**DIRECTIONS FOR THIS TASK:**
Starting with the first line and ending with the one that holds "cover URL carries.", retype the entries exactly.

**Records drawn from a dataset:**
▼▼▼

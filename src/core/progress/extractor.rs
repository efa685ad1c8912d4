use std::borrow::Cow;
use std::collections::HashSet;
use std::sync::LazyLock;

use regex::Regex;

use super::types::ProgressRecord;
use crate::core::feed::types::FeedItem;

/// Size token every emitted cover URL carries.
pub const COVER_SIZE_TOKEN: &str = "._SX180_";

static PROGRESS_PATTERN: LazyLock<Regex> = LazyLock::new(|| {
    Regex::new(r"is ([0-9]+)% done with (.+)").expect("Invalid progress pattern")
});

static COVER_SOURCE_PATTERN: LazyLock<Regex> =
    LazyLock::new(|| Regex::new(r#"src="([^"]+)""#).expect("Invalid cover source pattern"));

static COVER_SIZE_PATTERN: LazyLock<Regex> =
    LazyLock::new(|| Regex::new(r"\._S[XY][0-9]+_").expect("Invalid cover size pattern"));

#[derive(Debug, thiserror::Error, PartialEq, Eq)]
pub enum ExtractError {
    #[error("title does not match the progress pattern")]
    NoProgressMatch,
    #[error("progress value {0:?} is not a valid integer")]
    InvalidProgress(String),
    #[error("item body has no image source")]
    NoCoverImage,
}

/// Collapses whitespace runs to a single space and trims both ends.
pub fn normalize_title(raw: &str) -> String {
    raw.split_whitespace().collect::<Vec<_>>().join(" ")
}

/// Coarse pre-filter applied before the progress pattern.
pub fn is_progress_title(title: &str) -> bool {
    title.contains("is") && title.contains("done with")
}

/// Returns `(progress, book title)` for a normalized title.
pub fn parse_progress_title(title: &str) -> Result<(u32, String), ExtractError> {
    let captures = PROGRESS_PATTERN
        .captures(title)
        .ok_or(ExtractError::NoProgressMatch)?;
    let digits = &captures[1];
    let progress = digits
        .parse::<u32>()
        .map_err(|_| ExtractError::InvalidProgress(digits.to_string()))?;
    let book_title = captures[2].trim().to_string();
    if book_title.is_empty() {
        return Err(ExtractError::NoProgressMatch);
    }
    Ok((progress, book_title))
}

pub fn decode_entities(html: &str) -> Cow<'_, str> {
    html_escape::decode_html_entities(html)
}

/// First `src="..."` attribute value in the given HTML.
pub fn find_cover_source(html: &str) -> Option<&str> {
    COVER_SOURCE_PATTERN
        .captures(html)
        .and_then(|captures| captures.get(1))
        .map(|source| source.as_str())
}

/// Replaces the first `._SX<n>_` / `._SY<n>_` token with the display size.
/// URLs without a size token come back unchanged.
pub fn rewrite_cover_size(url: &str) -> String {
    COVER_SIZE_PATTERN
        .replace(url, COVER_SIZE_TOKEN)
        .into_owned()
}

/// Builds a record from an item whose title has already gone through [`normalize_title`].
pub fn extract_record(clean_title: &str, item: &FeedItem) -> Result<ProgressRecord, ExtractError> {
    let (progress, title) = parse_progress_title(clean_title)?;

    let body = decode_entities(item.body_html().unwrap_or_default());
    let cover = find_cover_source(&body).ok_or(ExtractError::NoCoverImage)?;

    Ok(ProgressRecord {
        title,
        progress,
        cover_image: rewrite_cover_size(cover),
    })
}

/// Turns feed items into progress records, keeping feed order.
///
/// Items that fail extraction are logged and skipped. When two items yield the
/// same book title only the first one is kept.
pub fn extract_progress_records(items: &[FeedItem]) -> Vec<ProgressRecord> {
    let mut seen_titles = HashSet::new();
    let mut records = Vec::new();

    for item in items {
        let Some(raw_title) = item.title.as_deref() else {
            tracing::debug!("Skipping item without a title");
            continue;
        };
        let clean_title = normalize_title(raw_title);
        if !is_progress_title(&clean_title) {
            continue;
        }

        match extract_record(&clean_title, item) {
            Ok(record) => {
                if seen_titles.insert(record.title.clone()) {
                    records.push(record);
                } else {
                    tracing::debug!(title = %record.title, "Skipping duplicate progress update");
                }
            }
            Err(error) => {
                tracing::warn!(
                    title = %clean_title,
                    description = item.body_html().unwrap_or_default(),
                    %error,
                    "Skipping item"
                );
            }
        }
    }

    records
}
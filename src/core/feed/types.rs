/// One `<item>` of the upstream feed, reduced to the fields the extractor reads.
#[derive(Debug, Clone, Default, PartialEq, Eq)]
pub struct FeedItem {
    pub title: Option<String>,
    pub description: Option<String>,
    pub content_encoded: Option<String>,
}

impl FeedItem {
    /// Body HTML used for cover lookup: `description` unless it is empty, then `content:encoded`.
    pub fn body_html(&self) -> Option<&str> {
        self.description
            .as_deref()
            .filter(|text| !text.is_empty())
            .or_else(|| self.content_encoded.as_deref().filter(|text| !text.is_empty()))
    }
}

▲▲▲

**SOLUTION FOR THIS PROBLEM:**
filename src/core/progress/extractor.rs
repository efa685ad1c8912d4
use std::borrow::Cow;
use std::collections::HashSet;
use std::sync::LazyLock;

use regex::Regex;

use super::types::ProgressRecord;
use crate::core::feed::types::FeedItem;

/// Size token every emitted cover URL carries.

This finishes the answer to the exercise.